[Start of section]

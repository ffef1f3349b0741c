//! Normalized Feedback
//!
//! The canonical per-utterance analysis produced from a model response.

use serde::{Deserialize, Serialize};

/// Lowest score a single answer can receive.
pub const MIN_SCORE: u8 = 0;
/// Highest score a single answer can receive.
pub const MAX_SCORE: u8 = 100;

/// Message used when an answer could not be analyzed.
pub const UNANALYZED_FEEDBACK: &str = "Could not analyze this answer";

/// Clamp an arbitrary model-provided score into `0..=100`.
///
/// Fractional scores are rounded to the nearest integer. Non-finite
/// values are treated as zero.
pub fn clamp_score(raw: f64) -> u8 {
    if !raw.is_finite() {
        return MIN_SCORE;
    }
    raw.round().clamp(MIN_SCORE as f64, MAX_SCORE as f64) as u8
}

/// Analysis of a single user utterance.
///
/// `overall_score` is always within `0..=100`; the only constructors clamp it.
#[derive(Debug, Clone, PartialEq, Eq, Serialize, Deserialize)]
#[serde(rename_all = "camelCase")]
pub struct NormalizedFeedback {
    pub strengths: Vec<String>,
    pub weaknesses: Vec<String>,
    #[serde(deserialize_with = "deserialize_clamped_score")]
    pub overall_score: u8,
    pub feedback: String,
}

impl NormalizedFeedback {
    /// Build feedback from raw model values, clamping the score.
    pub fn new(
        strengths: Vec<String>,
        weaknesses: Vec<String>,
        raw_score: f64,
        feedback: impl Into<String>,
    ) -> Self {
        Self {
            strengths,
            weaknesses,
            overall_score: clamp_score(raw_score),
            feedback: feedback.into(),
        }
    }

    /// Degraded feedback for an answer the model could not analyze.
    pub fn empty() -> Self {
        Self {
            strengths: Vec::new(),
            weaknesses: Vec::new(),
            overall_score: MIN_SCORE,
            feedback: UNANALYZED_FEEDBACK.to_string(),
        }
    }

    /// Whether this is the degraded placeholder rather than a real analysis.
    pub fn is_empty(&self) -> bool {
        self.strengths.is_empty()
            && self.weaknesses.is_empty()
            && self.overall_score == MIN_SCORE
            && self.feedback == UNANALYZED_FEEDBACK
    }
}

fn deserialize_clamped_score<'de, D>(deserializer: D) -> Result<u8, D::Error>
where
    D: serde::Deserializer<'de>,
{
    let raw = f64::deserialize(deserializer)?;
    Ok(clamp_score(raw))
}

#[cfg(test)]
mod tests {
    use super::*;

    #[test]
    fn test_clamp_score_bounds() {
        assert_eq!(clamp_score(-12.0), 0);
        assert_eq!(clamp_score(150.0), 100);
        assert_eq!(clamp_score(77.4), 77);
        assert_eq!(clamp_score(77.5), 78);
        assert_eq!(clamp_score(f64::NAN), 0);
        assert_eq!(clamp_score(f64::INFINITY), 0);
    }

    #[test]
    fn test_new_clamps_score() {
        let fb = NormalizedFeedback::new(vec![], vec![], 240.0, "great");
        assert_eq!(fb.overall_score, 100);
    }

    #[test]
    fn test_empty_feedback() {
        let fb = NormalizedFeedback::empty();
        assert!(fb.is_empty());
        assert_eq!(fb.overall_score, 0);
        assert!(!NormalizedFeedback::new(vec!["ok".into()], vec![], 50.0, "x").is_empty());
    }

    #[test]
    fn test_serde_uses_camel_case() {
        let fb = NormalizedFeedback::new(vec!["clear".into()], vec!["short".into()], 81.0, "Good");
        let json = serde_json::to_value(&fb).unwrap();
        assert_eq!(json["overallScore"], 81);
        assert_eq!(json["strengths"][0], "clear");
    }

    #[test]
    fn test_deserialize_clamps_stored_score() {
        let fb: NormalizedFeedback = serde_json::from_str(
            r#"{"strengths":[],"weaknesses":[],"overallScore":130.6,"feedback":"x"}"#,
        )
        .unwrap();
        assert_eq!(fb.overall_score, 100);
    }
}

[End of section]

● **Your task**: Where a line in the records above includes the string "unwrap", show it.

● **Exercise solution**:
        let json = serde_json::to_value(&fb).unwrap();
        .unwrap();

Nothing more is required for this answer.